The USA is more democratic than Russia. This doesn’t justify teaching neo-Confederate history, or whitewashing genocide against Native Americans or chattel slavery. Germany is a democratic country, currently supporting Kyiv. That doesn’t mean they should start rehabilitating Nazi Germany in order to fully break with the legacy of the German Democratic Republic. Ditto Spain and Franco.

5. Only Ukrainians should decide Ukrainian history! 

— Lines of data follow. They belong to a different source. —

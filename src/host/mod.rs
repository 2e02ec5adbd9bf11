pub(crate) mod diagram;
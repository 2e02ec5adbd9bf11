pub(crate) mod snapshot;
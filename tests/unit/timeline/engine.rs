use std::cell::Cell;
use std::rc::Rc;

use super::*;
use crate::animation::ease::Ease;
use crate::animation::props::PropertyMap;
use crate::animation::value::{Prop, Value};
use crate::document::tree::NodeId;

const SVG: &str = r##"<svg xmlns="http://www.w3.org/2000/svg">
  <rect id="a" width="4" height="4" fill="#ff0000"/>
  <rect id="b" width="4" height="4"/>
</svg>"##;

fn fixture() -> (SvgDocument, NodeId, NodeId) {
    let doc = SvgDocument::parse(SVG).unwrap();
    let kids: Vec<NodeId> = doc.element_children(doc.root()).collect();
    let (a, b) = (kids[0], kids[1]);
    (doc, a, b)
}

fn fade(target: NodeId, to: f64) -> Payload {
    Payload::Tween {
        targets: vec![target],
        props: PropertyMap::new().opacity(to),
    }
}

fn linear(d: f64) -> Timing {
    Timing::new(d).ease(Ease::Linear)
}

fn opacity(doc: &SvgDocument, n: NodeId) -> f64 {
    doc.get(n, Prop::Opacity).as_number().unwrap()
}

fn counter() -> (Rc<Cell<u32>>, Callback) {
    let hits = Rc::new(Cell::new(0));
    let h = hits.clone();
    (hits, Rc::new(move || h.set(h.get() + 1)))
}

#[test]
fn append_follows_the_end_and_absolute_placement_overlaps() {
    let (_, a, b) = fixture();
    let mut tl = Timeline::new();
    let s1 = tl
        .enqueue(fade(a, 0.0), linear(1.0), Placement::Append, Callbacks::default())
        .unwrap();
    let s2 = tl
        .enqueue(fade(b, 0.0), linear(0.5), Placement::Append, Callbacks::default())
        .unwrap();
    let s3 = tl
        .enqueue(fade(b, 1.0), linear(0.3), Placement::At(0.2), Callbacks::default())
        .unwrap();
    assert_eq!(s1, Span { start: 0.0, end: 1.0 });
    assert_eq!(s2, Span { start: 1.0, end: 1.5 });
    assert_eq!(s3.start, 0.2);
    assert_eq!(tl.duration(), 1.5);

    let s4 = tl
        .enqueue(
            fade(a, 1.0),
            linear(1.0).delay(0.25),
            Placement::Append,
            Callbacks::default(),
        )
        .unwrap();
    assert_eq!(s4.start, 1.75);
    assert_eq!(tl.duration(), 2.75);
}

#[test]
fn empty_tweens_are_not_scheduled() {
    let mut tl = Timeline::new();
    let payload = Payload::Tween {
        targets: Vec::new(),
        props: PropertyMap::new().opacity(1.0),
    };
    assert!(
        tl.enqueue(payload, linear(1.0), Placement::Append, Callbacks::default())
            .is_none()
    );
    assert!(tl.entries().is_empty());
}

#[test]
fn labels_keep_their_time_and_duplicates_resolve_to_the_latest() {
    let (_, a, _) = fixture();
    let mut tl = Timeline::new();
    assert_eq!(tl.add_label("start"), 0.0);
    tl.enqueue(fade(a, 0.0), linear(1.0), Placement::Append, Callbacks::default());
    tl.add_label("step");
    tl.enqueue(fade(a, 1.0), linear(1.0), Placement::Append, Callbacks::default());
    tl.add_label("step");

    let all: Vec<_> = tl.labels().collect();
    assert_eq!(all, [("start", 0.0), ("step", 1.0), ("step", 2.0)]);
    assert_eq!(tl.label_time("step"), Some(2.0));
    assert_eq!(tl.label_time("missing"), None);
}

#[test]
fn seek_jumps_clamps_and_rejects_unknown_labels() {
    let (mut doc, a, _) = fixture();
    let mut tl = Timeline::new();
    tl.enqueue(fade(a, 0.0), linear(1.0), Placement::Append, Callbacks::default());
    tl.add_label("end");

    tl.seek(&mut doc, 0.5).unwrap();
    assert!((opacity(&doc, a) - 0.5).abs() < 1e-9);
    tl.seek(&mut doc, 10.0).unwrap();
    assert_eq!(tl.time(), 1.0);
    tl.seek(&mut doc, "end").unwrap();
    assert_eq!(opacity(&doc, a), 0.0);
    assert!(tl.seek(&mut doc, "nope").is_err());
    assert_eq!(tl.state(), Playback::Paused);
}

#[test]
fn show_style_entry_round_trips_when_reversed() {
    let (mut doc, a, b) = fixture();
    let before_a = doc.get(a, Prop::Fill);
    let before_b = doc.get(b, Prop::Fill);

    let mut tl = Timeline::new();
    tl.enqueue(
        Payload::Tween {
            targets: vec![a, b],
            props: PropertyMap::new().fill("#00ff00"),
        },
        Timing::new(0.01),
        Placement::Append,
        Callbacks::default(),
    );
    tl.seek(&mut doc, 0.01).unwrap();
    assert_eq!(doc.get(a, Prop::Fill).to_string(), "#00ff00");

    tl.reverse();
    tl.advance(&mut doc, 1.0);
    assert_eq!(tl.time(), 0.0);
    assert_eq!(doc.get(a, Prop::Fill), before_a);
    assert_eq!(doc.get(b, Prop::Fill), before_b);
    assert_eq!(tl.state(), Playback::Paused);
}

#[test]
fn backward_jump_restores_earlier_entries_last() {
    let (mut doc, a, _) = fixture();
    let mut tl = Timeline::new();
    tl.enqueue(fade(a, 0.0), linear(1.0), Placement::Append, Callbacks::default());
    tl.enqueue(fade(a, 1.0), linear(1.0), Placement::Append, Callbacks::default());
    tl.enqueue(fade(a, 0.3), linear(1.0), Placement::Append, Callbacks::default());

    tl.seek(&mut doc, 3.0).unwrap();
    assert!((opacity(&doc, a) - 0.3).abs() < 1e-9);
    tl.seek(&mut doc, 0.5).unwrap();
    assert!((opacity(&doc, a) - 0.5).abs() < 1e-9);
    tl.seek(&mut doc, 0.75).unwrap();
    assert!((opacity(&doc, a) - 0.25).abs() < 1e-9);
}

#[test]
fn playing_fires_callbacks_once_and_stops_at_the_end() {
    let (mut doc, a, _) = fixture();
    let (starts, on_start) = counter();
    let (done, on_complete) = counter();
    let mut tl = Timeline::new();
    tl.enqueue(
        fade(a, 0.0),
        linear(1.0),
        Placement::Append,
        Callbacks {
            on_start: Some(on_start),
            on_complete: Some(on_complete),
        },
    );

    tl.advance(&mut doc, 0.5);
    assert_eq!(tl.time(), 0.0);

    tl.play();
    tl.advance(&mut doc, 0.4);
    tl.advance(&mut doc, 0.4);
    assert_eq!((starts.get(), done.get()), (1, 0));
    tl.advance(&mut doc, 0.4);
    assert_eq!((starts.get(), done.get()), (1, 1));
    assert_eq!(tl.time(), 1.0);
    assert!(!tl.is_active());

    tl.reverse();
    tl.advance(&mut doc, 2.0);
    assert_eq!((starts.get(), done.get()), (1, 1));
}

#[test]
fn seeking_does_not_fire_callbacks() {
    let (mut doc, a, _) = fixture();
    let (done, on_complete) = counter();
    let mut tl = Timeline::new();
    tl.enqueue(
        fade(a, 0.0),
        linear(1.0),
        Placement::Append,
        Callbacks::on_complete(Some(on_complete)),
    );
    tl.seek(&mut doc, 1.0).unwrap();
    assert_eq!(done.get(), 0);
}

#[test]
fn tween_to_moves_at_normal_speed_and_pauses_on_arrival() {
    let (mut doc, a, _) = fixture();
    let mut tl = Timeline::new();
    tl.enqueue(fade(a, 0.0), linear(2.0), Placement::Append, Callbacks::default());
    tl.add_label("mid");
    tl.enqueue(fade(a, 1.0), linear(2.0), Placement::Append, Callbacks::default());

    tl.tween_to("mid").unwrap();
    assert_eq!(tl.state(), Playback::TweeningTo(2.0));
    tl.advance(&mut doc, 1.5);
    assert_eq!(tl.time(), 1.5);
    tl.advance(&mut doc, 1.5);
    assert_eq!(tl.time(), 2.0);
    assert_eq!(tl.state(), Playback::Paused);

    tl.tween_to(0.0).unwrap();
    tl.advance(&mut doc, 5.0);
    assert_eq!(tl.time(), 0.0);
    assert_eq!(opacity(&doc, a), 1.0);
}

#[test]
fn seek_cancels_a_pending_tween_to() {
    let (mut doc, a, _) = fixture();
    let mut tl = Timeline::new();
    tl.enqueue(fade(a, 0.0), linear(2.0), Placement::Append, Callbacks::default());
    tl.tween_to(2.0).unwrap();
    tl.seek(&mut doc, 1.0).unwrap();
    assert_eq!(tl.state(), Playback::Paused);
}

#[test]
fn restart_rewinds_then_plays() {
    let (mut doc, a, _) = fixture();
    let mut tl = Timeline::new();
    tl.enqueue(fade(a, 0.0), linear(1.0), Placement::Append, Callbacks::default());
    tl.seek(&mut doc, 1.0).unwrap();
    tl.restart(&mut doc);
    assert_eq!(tl.time(), 0.0);
    assert_eq!(opacity(&doc, a), 1.0);
    assert_eq!(tl.state(), Playback::Playing);
}

#[test]
fn kill_is_idempotent_and_silences_everything() {
    let (mut doc, a, _) = fixture();
    let (done, on_complete) = counter();
    let mut tl = Timeline::new();
    tl.enqueue(
        fade(a, 0.0),
        linear(1.0),
        Placement::Append,
        Callbacks::on_complete(Some(on_complete.clone())),
    );
    tl.play();
    tl.advance(&mut doc, 0.5);

    tl.kill();
    tl.kill();
    assert!(tl.is_killed());
    assert!(tl.entries().is_empty());
    tl.play();
    tl.advance(&mut doc, 5.0);
    assert_eq!(done.get(), 0);
    assert!(
        tl.enqueue(
            Payload::Call,
            Timing::new(0.0),
            Placement::Append,
            Callbacks::on_complete(Some(on_complete)),
        )
        .is_none()
    );
    assert!(tl.seek(&mut doc, 0.0).is_ok());
    assert_eq!(Rc::strong_count(&done), 1);
}

#[test]
fn values_written_outside_entries_are_left_alone() {
    let (mut doc, a, b) = fixture();
    let mut tl = Timeline::new();
    tl.enqueue(fade(a, 0.0), linear(1.0), Placement::Append, Callbacks::default());
    doc.apply(b, Prop::Opacity, Value::Number(0.4));
    tl.seek(&mut doc, 1.0).unwrap();
    tl.seek(&mut doc, 0.0).unwrap();
    assert_eq!(opacity(&doc, b), 0.4);
}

I’m sorry but this is one of the dumbest arguments I’ve ever seen, and yes, I’ve seen it almost verbatim. First of all, which Ukrainians? This argument presupposes that all Ukrainians have long been on board the nationalist boat when in fact they haven’t. Second, the idea is just monstrous. How many non-Americans have written books critical of American history? What if Indians like Madhusree Mukerjee were told they cannot criticize the British empire?

Probably the best way to test this idiotic idea is to apply it to other countries trying to distort their history. If a Russian dismissed the writings of authors like Robert Service, Anthony Beevor, Anne Applebaum, and Richard Pipes because none of them are Russian, he’d be laughed at, and justifiably so.

Incidentally,another country which has been engaging in a lot of questionable historical revisionism lately is Japan, always to the consternation of China and both Koreas. Strangely, most Westerners, if they actually remember what these countries suffered at the hands of the Japanese Empire, have no problem criticizing attempts by Japanese politicians to downplay things such as “comfort women”(sexual slavery) and the Rape of Nanking. Somehow that fact that the US firebombed the shit out of Japan’s most populated cities, dropped atomic bombs on two major cities, and subjected the country to near-starvation via a blockade enforced by submarines hasn’t induced too many Westerners into giving Japan’s historical revisionists any leeway.


There is no rational explanation as to why the distortion of history and the use of censorship to back it up should be acceptable in one country and unacceptable in another. If you think it’s acceptable in Ukraine, you don’t get to point fingers when Russia does it, and vice versa.

There is nothing wrong with legitimate historical revisionism; as new evidence is discovered history must be revised. But that’s just it- revision must be based on evidence. Governments don’t get to vote on the truth.

This year more than ever, I have become fed up with Russia’s bizarre cult of WWII. It’s not simply that they brook absolutely no criticism of any aspect of the USSR and Red Army, but just the extent to which they shoehorn it into everything, often while commercializing it in the process, is sickening. When it comes to the history of the Soviet Union and the war, there are plenty legitimate criticisms, and sometimes there are legitimate defenses against some of those criticisms. The bottom line is that they should all be based on concrete evidence and appropriate analogies. Don’t like what someone is saying about history? Do your fucking homework and make a fucking argument.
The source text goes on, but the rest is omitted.